There are several requirements for the function:

- The function should be stand-alone. It should not use any code declared outside of the function definition. Any imports should be added inside the main function. Any helper functions should also be defined inside the main function.
- The function can only import packages that are available in the base image. If you need to import a package that's not available you can try to find a container image that already includes the required packages. (As a workaround you can use the module subprocess to run pip install for the required package.)
- If the function operates on numbers, the parameters need to have type hints.

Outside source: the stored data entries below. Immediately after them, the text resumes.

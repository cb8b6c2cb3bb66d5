// src/config/mod.rs
mod models;

pub use models::*;

use clap::error::ErrorKind;
use clap::{ArgAction, Command, CommandFactory, FromArgMatches, Parser};
use std::ffi::OsString;
use std::time::Duration;

#[derive(Debug, thiserror::Error)]
pub enum ConfigurationError {
    #[error("invalid arguments: {}", usage_summary(.0))]
    Usage(#[source] clap::Error),

    #[error("invalid hostname '{hostname}': {reason}")]
    InvalidHostname { hostname: String, reason: String },

    #[error("unsupported URL scheme '{0}', expected http or https")]
    UnsupportedScheme(String),

    #[error("timeout must be greater than zero")]
    InvalidTimeout,
}

impl ConfigurationError {
    /// `--help` and `--version` come back from clap as errors but are not failures.
    pub fn is_informational(&self) -> bool {
        matches!(
            self,
            ConfigurationError::Usage(e)
                if matches!(e.kind(), ErrorKind::DisplayHelp | ErrorKind::DisplayVersion)
        )
    }
}

/// Check StorageGRID grid health: alarms and node states.
#[derive(Debug, Parser)]
#[command(name = "check-storagegrid-health", version, disable_help_flag = true)]
pub struct Cli {
    /// Base URL to StorageGRID
    #[arg(short = 'h', long)]
    pub hostname: String,

    /// StorageGRID username
    #[arg(short, long, default_value = DEFAULT_USERNAME)]
    pub username: String,

    /// StorageGRID password
    #[arg(short, long, env = "STORAGEGRID_PASSWORD", hide_env_values = true)]
    pub password: String,

    /// Do not check validity of SSL cert
    #[arg(short = 'i', long)]
    pub insecure: bool,

    /// Per-request timeout in seconds
    #[arg(short, long, value_name = "SECONDS", default_value_t = DEFAULT_TIMEOUT_SECS)]
    pub timeout: u64,

    /// Log request details to stderr
    #[arg(short, long)]
    pub verbose: bool,

    /// Print help
    #[arg(long, action = ArgAction::Help)]
    pub help: Option<bool>,
}

impl TryFrom<Cli> for Config {
    type Error = ConfigurationError;

    fn try_from(cli: Cli) -> Result<Self, Self::Error> {
        let config = Config::new(&cli.hostname, cli.username, cli.password)?
            .with_insecure(cli.insecure)
            .with_timeout(Duration::from_secs(cli.timeout))
            .with_verbose(cli.verbose);
        config.validate()?;
        Ok(config)
    }
}

/// Parse command line arguments (program name first) into a validated config.
pub fn load_config<I, T>(args: I) -> Result<Config, ConfigurationError>
where
    I: IntoIterator<Item = T>,
    T: Into<OsString> + Clone,
{
    parse_with(Cli::command(), args)
}

fn parse_with<I, T>(command: Command, args: I) -> Result<Config, ConfigurationError>
where
    I: IntoIterator<Item = T>,
    T: Into<OsString> + Clone,
{
    let matches = command
        .try_get_matches_from(args)
        .map_err(ConfigurationError::Usage)?;
    let cli = Cli::from_arg_matches(&matches).map_err(ConfigurationError::Usage)?;
    Config::try_from(cli)
}

// clap renders multi-line errors with a usage block; keep the part before it.
fn usage_summary(err: &clap::Error) -> String {
    let rendered = err.to_string();
    rendered
        .lines()
        .take_while(|line| !line.trim().is_empty())
        .map(|line| line.trim().trim_start_matches("error:").trim())
        .filter(|line| !line.is_empty())
        .collect::<Vec<_>>()
        .join(" ")
}
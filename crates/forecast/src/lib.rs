//! `stockcast-forecast`
//!
//! Single exponential smoothing over a chronological train/test split, plus
//! the accuracy metrics reported next to the forecast.
//!
//! Everything here is a pure function of its inputs: no IO, no shared state.

pub mod accuracy;
pub mod config;
pub mod smoothing;
pub mod split;

pub use accuracy::{MetricValue, demand_variability_accuracy, mape};
pub use config::{DEFAULT_ALPHA, DEFAULT_TRAIN_RATIO, SmoothingConfig};
pub use smoothing::{
    ForecastPoint, ForecastResult, SmoothingForecaster, future_weeks, project_future,
    smooth_test_window,
};
pub use split::{TrainTestSplit, train_len};
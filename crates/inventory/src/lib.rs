//! Inventory module.
//!
//! Forward stock projection and the order-up-to replenishment policy,
//! implemented purely as deterministic logic (no IO, no storage).

pub mod money;
pub mod parameters;
pub mod policy;
pub mod projection;

pub use money::format_money;
pub use parameters::ProductParameters;
pub use policy::{
    Advice, DayEstimate, NO_DEMAND_SENTINEL_DAYS, OrderRecommendation, OrderUpToPolicy,
    StockStatus,
};
pub use projection::InventoryProjection;
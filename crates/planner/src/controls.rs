use core::ops::RangeInclusive;

use serde::{Deserialize, Serialize};

use stockcast_core::{PlanningError, PlanningResult};

/// Allowed forecast horizon, in weeks.
pub const HORIZON_WEEKS: RangeInclusive<u32> = 1..=12;

/// Allowed target weeks of supply.
pub const WEEKS_OF_SUPPLY: RangeInclusive<u32> = 2..=8;

/// User-adjustable inputs of one planning request.
#[derive(Debug, Copy, Clone, PartialEq, Eq, Serialize, Deserialize)]
pub struct PlanControls {
    pub current_stock: u32,
    pub horizon_weeks: u32,
    pub weeks_of_supply: u32,
}

impl Default for PlanControls {
    fn default() -> Self {
        Self {
            current_stock: 100,
            horizon_weeks: 4,
            weeks_of_supply: 4,
        }
    }
}

impl PlanControls {
    pub fn new(current_stock: u32, horizon_weeks: u32, weeks_of_supply: u32) -> Self {
        Self {
            current_stock,
            horizon_weeks,
            weeks_of_supply,
        }
    }

    pub fn validate(&self) -> PlanningResult<()> {
        if !HORIZON_WEEKS.contains(&self.horizon_weeks) {
            return Err(PlanningError::validation(format!(
                "horizon must be within {}..={} weeks, got {}",
                HORIZON_WEEKS.start(),
                HORIZON_WEEKS.end(),
                self.horizon_weeks
            )));
        }
        if !WEEKS_OF_SUPPLY.contains(&self.weeks_of_supply) {
            return Err(PlanningError::validation(format!(
                "weeks of supply must be within {}..={}, got {}",
                WEEKS_OF_SUPPLY.start(),
                WEEKS_OF_SUPPLY.end(),
                self.weeks_of_supply
            )));
        }
        Ok(())
    }
}

#[cfg(test)]
mod tests {
    use super::*;

    #[test]
    fn defaults_are_valid() {
        let c = PlanControls::default();
        assert_eq!(c, PlanControls::new(100, 4, 4));
        assert!(c.validate().is_ok());
    }

    #[test]
    fn horizon_bounds_are_inclusive() {
        assert!(PlanControls::new(0, 1, 4).validate().is_ok());
        assert!(PlanControls::new(0, 12, 4).validate().is_ok());
        assert!(PlanControls::new(0, 0, 4).validate().is_err());
        assert!(PlanControls::new(0, 13, 4).validate().is_err());
    }

    #[test]
    fn weeks_of_supply_bounds_are_inclusive() {
        assert!(PlanControls::new(0, 4, 2).validate().is_ok());
        assert!(PlanControls::new(0, 4, 8).validate().is_ok());
        let err = PlanControls::new(0, 4, 9).validate().unwrap_err();
        assert!(matches!(err, PlanningError::Validation(msg) if msg.contains("weeks of supply")));
    }
}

Supported types are [int, float, bool]. Everything else is passed as string.
- To build a component with multiple output values, use the typing.NamedTuple type hint syntax: `NamedTuple('MyFunctionOutputs', [('output_name_1', type), ('output_name_2', float)])`

In [2]:
import kfp.components as comp

## Start with a simple function

In [3]:
#Define a Python function
def add(a: float, b: float) -> float:
   '''Calculates sum of two arguments'''
   return a + b

Convert the function to a pipeline operation

In [4]:
add_op = comp.func_to_container_op(add)

In [5]:
type(add_op)

function

## A more complicate function with multiple outputs

In [6]:
#Advanced function
#Demonstrates imports, helper functions and multiple outputs
from typing import NamedTuple
def my_divmod(dividend: float, 
              divisor:float, 
              output_dir:str = './') -> NamedTuple('MyDivmodOutput', [('quotient', float), ('remainder', float)]):
    '''Divides two numbers and calculate  the quotient and remainder'''
    
    #Imports inside a component function:
    import numpy as np

    #This function demonstrates how to use nested functions inside a component function:
    def divmod_helper(dividend, divisor):
        return np.divmod(dividend, divisor)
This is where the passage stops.